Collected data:
————
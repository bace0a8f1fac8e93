//! SQLite イベントストア
//!
//! ローカル実行・テスト用。`sqlite::memory:` は接続ごとに別DBになるため
//! 接続数は1に固定する。

use std::str::FromStr;
use std::time::Duration;

use async_trait::async_trait;
use sqlx::sqlite::{SqliteConnectOptions, SqlitePool, SqlitePoolOptions};
use sqlx::Row;
use tracing::{debug, info};
use webmon_common::config::StoreSettings;
use webmon_common::{CheckResult, StoredEvent};

use super::{stored_event, EventStore};
use crate::error::StoreError;

const CREATE_EVENTS_TABLE: &str = r#"
CREATE TABLE IF NOT EXISTS events (
    id INTEGER PRIMARY KEY AUTOINCREMENT,
    url TEXT,
    status_code INTEGER,
    response_time REAL,
    response_body_regex BOOLEAN
)
"#;

const INSERT_EVENT: &str = r#"
INSERT INTO events (url, status_code, response_time, response_body_regex)
VALUES (?, ?, ?, ?)
RETURNING id
"#;

/// SQLite イベントストア
#[derive(Clone)]
pub struct SqliteEventStore {
    pool: SqlitePool,
}

impl SqliteEventStore {
    /// 設定から接続する（ファイルがなければ作成）
    pub async fn connect(settings: &StoreSettings) -> Result<Self, StoreError> {
        let options = SqliteConnectOptions::from_str(&settings.database_url)
            .map_err(|e| StoreError::Config(e.to_string()))?
            .create_if_missing(true);

        let pool = SqlitePoolOptions::new()
            .max_connections(1)
            .acquire_timeout(Duration::from_secs(settings.connect_timeout_secs))
            .connect_with(options)
            .await
            .map_err(StoreError::Connect)?;

        info!(database = %settings.database_url, "Connected to SQLite");
        Ok(Self { pool })
    }
}

#[async_trait]
impl EventStore for SqliteEventStore {
    async fn ensure_schema(&self) -> Result<(), StoreError> {
        sqlx::query(CREATE_EVENTS_TABLE)
            .execute(&self.pool)
            .await
            .map_err(StoreError::Schema)?;
        debug!("Events table ready");
        Ok(())
    }

    async fn insert_event(&self, result: &CheckResult) -> Result<StoredEvent, StoreError> {
        let mut tx = self.pool.begin().await.map_err(StoreError::Insert)?;
        let id: i64 = sqlx::query_scalar(INSERT_EVENT)
            .bind(result.url())
            .bind(result.status_code().map(i32::from))
            .bind(result.response_time_seconds())
            .bind(result.body_matches_pattern())
            .fetch_one(&mut *tx)
            .await
            .map_err(StoreError::Insert)?;
        tx.commit().await.map_err(StoreError::Insert)?;

        Ok(StoredEvent {
            id,
            result: result.clone(),
        })
    }

    async fn list_events(&self) -> Result<Vec<StoredEvent>, StoreError> {
        let rows = sqlx::query(
            "SELECT id, url, status_code, response_time, response_body_regex FROM events ORDER BY id",
        )
        .fetch_all(&self.pool)
        .await
        .map_err(StoreError::Query)?;

        rows.iter()
            .map(|row| {
                stored_event(
                    row.try_get("id").map_err(StoreError::Query)?,
                    row.try_get::<Option<String>, _>("url")
                        .map_err(StoreError::Query)?
                        .unwrap_or_default(),
                    row.try_get("status_code").map_err(StoreError::Query)?,
                    row.try_get("response_time").map_err(StoreError::Query)?,
                    row.try_get("response_body_regex").map_err(StoreError::Query)?,
                )
            })
            .collect()
    }

    async fn close(&self) {
        self.pool.close().await;
    }
}
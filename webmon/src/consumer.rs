//! ヘルスイベントConsumer
//!
//! 購読したメッセージを1件ずつデコードしてストアへ挿入・コミットし、
//! コミット後にackする。1件の失敗でループは止まらない。
//! 終了時は購読とストア接続を必ず閉じる。

use std::time::Duration;

use tracing::{error, info, warn};
use webmon_common::protocol;

use crate::bus::{Delivery, EventSource};
use crate::db::EventStore;
use crate::shutdown::ShutdownController;

/// 受信エラー後に次の受信を試みるまでの待ち時間
const RECEIVE_RETRY_DELAY: Duration = Duration::from_secs(1);

/// ログに載せる不正ペイロードの最大バイト数
const PAYLOAD_PREVIEW_LEN: usize = 256;

/// Consumerの処理結果
#[derive(Debug, Default, Clone, Copy, PartialEq, Eq)]
pub struct ConsumeSummary {
    /// 受信したメッセージ数
    pub received: usize,
    /// 永続化してackしたイベント数
    pub inserted: usize,
    /// デコードできずに破棄したメッセージ数
    pub malformed: usize,
    /// 永続化に失敗して再配信を要求したメッセージ数
    pub failed: usize,
}

/// ヘルスイベントConsumer
pub struct EventConsumer {
    store: Box<dyn EventStore>,
    source: Box<dyn EventSource>,
    shutdown: ShutdownController,
}

impl EventConsumer {
    /// 新しいConsumerを作成
    ///
    /// ストアのテーブルは作成済みであること（`EventStore::ensure_schema`）。
    pub fn new(
        store: Box<dyn EventStore>,
        source: Box<dyn EventSource>,
        shutdown: ShutdownController,
    ) -> Self {
        Self {
            store,
            source,
            shutdown,
        }
    }

    /// シャットダウン要求または購読終了まで処理を続ける
    pub async fn run(mut self) -> ConsumeSummary {
        let mut summary = ConsumeSummary::default();
        info!("Consumer started");

        loop {
            let next = tokio::select! {
                biased;
                _ = self.shutdown.wait() => {
                    info!("Shutdown requested, stopping consumer");
                    break;
                }
                next = self.source.recv() => next,
            };

            match next {
                Some(Ok(delivery)) => {
                    summary.received += 1;
                    handle(self.store.as_ref(), delivery, &mut summary).await;
                }
                Some(Err(e)) => {
                    warn!(error = %e, "Failed to receive message");
                    tokio::select! {
                        _ = tokio::time::sleep(RECEIVE_RETRY_DELAY) => {}
                        _ = self.shutdown.wait() => {}
                    }
                }
                None => {
                    info!("Subscription ended");
                    break;
                }
            }
        }

        if let Err(e) = self.source.close().await {
            warn!(error = %e, "Failed to close subscription");
        }
        self.store.close().await;

        info!(
            received = summary.received,
            inserted = summary.inserted,
            malformed = summary.malformed,
            failed = summary.failed,
            "Consumer stopped"
        );
        summary
    }
}

/// 1件を デコード → 挿入・コミット → ack の順に処理する
async fn handle(store: &dyn EventStore, delivery: Delivery, summary: &mut ConsumeSummary) {
    let result = match protocol::decode(delivery.payload()) {
        Ok(result) => result,
        Err(e) => {
            summary.malformed += 1;
            error!(
                error = %e,
                payload = %preview(delivery.payload()),
                "Discarding malformed event"
            );
            if let Err(e) = delivery.term().await {
                warn!(error = %e, "Failed to terminate malformed message");
            }
            return;
        }
    };

    match store.insert_event(&result).await {
        Ok(stored) => {
            summary.inserted += 1;
            info!(id = stored.id, url = %result.url(), "Event persisted");
            // コミット前にackするとクラッシュ時にイベントが失われる
            if let Err(e) = delivery.ack().await {
                warn!(id = stored.id, error = %e, "Failed to acknowledge persisted event");
            }
        }
        Err(e) => {
            summary.failed += 1;
            error!(url = %result.url(), error = %e, "Failed to persist event, requesting redelivery");
            if let Err(e) = delivery.nak().await {
                warn!(error = %e, "Failed to request redelivery");
            }
        }
    }
}

fn preview(payload: &[u8]) -> String {
    let end = payload.len().min(PAYLOAD_PREVIEW_LEN);
    String::from_utf8_lossy(&payload[..end]).into_owned()
}
//! webmon 共通クレート
//!
//! Publisher / Consumer の両プロセスで共有するデータ型・コーデック・設定

#![warn(missing_docs)]

/// 設定構造体と読み込み
pub mod config;

/// エラー型
pub mod error;

/// ヘルスイベントのワイヤーフォーマット（エンコード/デコード）
pub mod protocol;

/// コアデータ型
pub mod types;

pub use error::{CommonError, MalformedEventError};
pub use types::{CheckResult, HealthEvent, Measurement, StoredEvent};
————
● Work instructions: Reproduce the records above with every character intact.

● Result of this task:
repository bace0a8f1fac8e93
//! SQLite イベントストア
//!
//! ローカル実行・テスト用。`sqlite::memory:` は接続ごとに別DBになるため
//! 接続数は1に固定する。

use std::str::FromStr;
use std::time::Duration;

use async_trait::async_trait;
use sqlx::sqlite::{SqliteConnectOptions, SqlitePool, SqlitePoolOptions};
use sqlx::Row;
use tracing::{debug, info};
use webmon_common::config::StoreSettings;
use webmon_common::{CheckResult, StoredEvent};

use super::{stored_event, EventStore};
use crate::error::StoreError;

const CREATE_EVENTS_TABLE: &str = r#"
CREATE TABLE IF NOT EXISTS events (
    id INTEGER PRIMARY KEY AUTOINCREMENT,
    url TEXT,
    status_code INTEGER,
    response_time REAL,
    response_body_regex BOOLEAN
)
"#;

const INSERT_EVENT: &str = r#"
INSERT INTO events (url, status_code, response_time, response_body_regex)
VALUES (?, ?, ?, ?)
RETURNING id
"#;

/// SQLite イベントストア
#[derive(Clone)]
pub struct SqliteEventStore {
    pool: SqlitePool,
}

impl SqliteEventStore {
    /// 設定から接続する（ファイルがなければ作成）
    pub async fn connect(settings: &StoreSettings) -> Result<Self, StoreError> {
        let options = SqliteConnectOptions::from_str(&settings.database_url)
            .map_err(|e| StoreError::Config(e.to_string()))?
            .create_if_missing(true);

        let pool = SqlitePoolOptions::new()
            .max_connections(1)
            .acquire_timeout(Duration::from_secs(settings.connect_timeout_secs))
            .connect_with(options)
            .await
            .map_err(StoreError::Connect)?;

        info!(database = %settings.database_url, "Connected to SQLite");
        Ok(Self { pool })
    }
}

#[async_trait]
impl EventStore for SqliteEventStore {
    async fn ensure_schema(&self) -> Result<(), StoreError> {
        sqlx::query(CREATE_EVENTS_TABLE)
            .execute(&self.pool)
            .await
            .map_err(StoreError::Schema)?;
        debug!("Events table ready");
        Ok(())
    }

    async fn insert_event(&self, result: &CheckResult) -> Result<StoredEvent, StoreError> {
        let mut tx = self.pool.begin().await.map_err(StoreError::Insert)?;
        let id: i64 = sqlx::query_scalar(INSERT_EVENT)
            .bind(result.url())
            .bind(result.status_code().map(i32::from))
            .bind(result.response_time_seconds())
            .bind(result.body_matches_pattern())
            .fetch_one(&mut *tx)
            .await
            .map_err(StoreError::Insert)?;
        tx.commit().await.map_err(StoreError::Insert)?;

        Ok(StoredEvent {
            id,
            result: result.clone(),
        })
    }

    async fn list_events(&self) -> Result<Vec<StoredEvent>, StoreError> {
        let rows = sqlx::query(
            "SELECT id, url, status_code, response_time, response_body_regex FROM events ORDER BY id",
        )
        .fetch_all(&self.pool)
        .await
        .map_err(StoreError::Query)?;

        rows.iter()
            .map(|row| {
                stored_event(
                    row.try_get("id").map_err(StoreError::Query)?,
                    row.try_get::<Option<String>, _>("url")
                        .map_err(StoreError::Query)?
                        .unwrap_or_default(),
                    row.try_get("status_code").map_err(StoreError::Query)?,
                    row.try_get("response_time").map_err(StoreError::Query)?,
                    row.try_get("response_body_regex").map_err(StoreError::Query)?,
                )
            })
            .collect()
    }

    async fn close(&self) {
        self.pool.close().await;
    }
}
filename webmon/src/consumer.rs
//! ヘルスイベントConsumer
//!
//! 購読したメッセージを1件ずつデコードしてストアへ挿入・コミットし、
//! コミット後にackする。1件の失敗でループは止まらない。
//! 終了時は購読とストア接続を必ず閉じる。

use std::time::Duration;

use tracing::{error, info, warn};
use webmon_common::protocol;

use crate::bus::{Delivery, EventSource};
use crate::db::EventStore;
use crate::shutdown::ShutdownController;

/// 受信エラー後に次の受信を試みるまでの待ち時間
const RECEIVE_RETRY_DELAY: Duration = Duration::from_secs(1);

/// ログに載せる不正ペイロードの最大バイト数
const PAYLOAD_PREVIEW_LEN: usize = 256;

/// Consumerの処理結果
#[derive(Debug, Default, Clone, Copy, PartialEq, Eq)]
pub struct ConsumeSummary {
    /// 受信したメッセージ数
    pub received: usize,
    /// 永続化してackしたイベント数
    pub inserted: usize,
    /// デコードできずに破棄したメッセージ数
    pub malformed: usize,
    /// 永続化に失敗して再配信を要求したメッセージ数
    pub failed: usize,
}

/// ヘルスイベントConsumer
pub struct EventConsumer {
    store: Box<dyn EventStore>,
    source: Box<dyn EventSource>,
    shutdown: ShutdownController,
}

impl EventConsumer {
    /// 新しいConsumerを作成
    ///
    /// ストアのテーブルは作成済みであること（`EventStore::ensure_schema`）。
    pub fn new(
        store: Box<dyn EventStore>,
        source: Box<dyn EventSource>,
        shutdown: ShutdownController,
    ) -> Self {
        Self {
            store,
            source,
            shutdown,
        }
    }

    /// シャットダウン要求または購読終了まで処理を続ける
    pub async fn run(mut self) -> ConsumeSummary {
        let mut summary = ConsumeSummary::default();
        info!("Consumer started");

        loop {
            let next = tokio::select! {
                biased;
                _ = self.shutdown.wait() => {
                    info!("Shutdown requested, stopping consumer");
                    break;
                }
                next = self.source.recv() => next,
            };

            match next {
                Some(Ok(delivery)) => {
                    summary.received += 1;
                    handle(self.store.as_ref(), delivery, &mut summary).await;
                }
                Some(Err(e)) => {
                    warn!(error = %e, "Failed to receive message");
                    tokio::select! {
                        _ = tokio::time::sleep(RECEIVE_RETRY_DELAY) => {}
                        _ = self.shutdown.wait() => {}
                    }
                }
                None => {
                    info!("Subscription ended");
                    break;
                }
            }
        }

        if let Err(e) = self.source.close().await {
            warn!(error = %e, "Failed to close subscription");
        }
        self.store.close().await;

        info!(
            received = summary.received,
            inserted = summary.inserted,
            malformed = summary.malformed,
            failed = summary.failed,
            "Consumer stopped"
        );
        summary
    }
}

/// 1件を デコード → 挿入・コミット → ack の順に処理する
async fn handle(store: &dyn EventStore, delivery: Delivery, summary: &mut ConsumeSummary) {
    let result = match protocol::decode(delivery.payload()) {
        Ok(result) => result,
        Err(e) => {
            summary.malformed += 1;
            error!(
                error = %e,
                payload = %preview(delivery.payload()),
                "Discarding malformed event"
            );
            if let Err(e) = delivery.term().await {
                warn!(error = %e, "Failed to terminate malformed message");
            }
            return;
        }
    };

    match store.insert_event(&result).await {
        Ok(stored) => {
            summary.inserted += 1;
            info!(id = stored.id, url = %result.url(), "Event persisted");
            // コミット前にackするとクラッシュ時にイベントが失われる
            if let Err(e) = delivery.ack().await {
                warn!(id = stored.id, error = %e, "Failed to acknowledge persisted event");
            }
        }
        Err(e) => {
            summary.failed += 1;
            error!(url = %result.url(), error = %e, "Failed to persist event, requesting redelivery");
            if let Err(e) = delivery.nak().await {
                warn!(error = %e, "Failed to request redelivery");
            }
        }
    }
}

fn preview(payload: &[u8]) -> String {
    let end = payload.len().min(PAYLOAD_PREVIEW_LEN);
    String::from_utf8_lossy(&payload[..end]).into_owned()
}
//! webmon 共通クレート
//!
//! Publisher / Consumer の両プロセスで共有するデータ型・コーデック・設定

#![warn(missing_docs)]

/// 設定構造体と読み込み
pub mod config;

/// エラー型
pub mod error;

/// ヘルスイベントのワイヤーフォーマット（エンコード/デコード）
pub mod protocol;

/// コアデータ型
pub mod types;

pub use error::{CommonError, MalformedEventError};
pub use types::{CheckResult, HealthEvent, Measurement, StoredEvent};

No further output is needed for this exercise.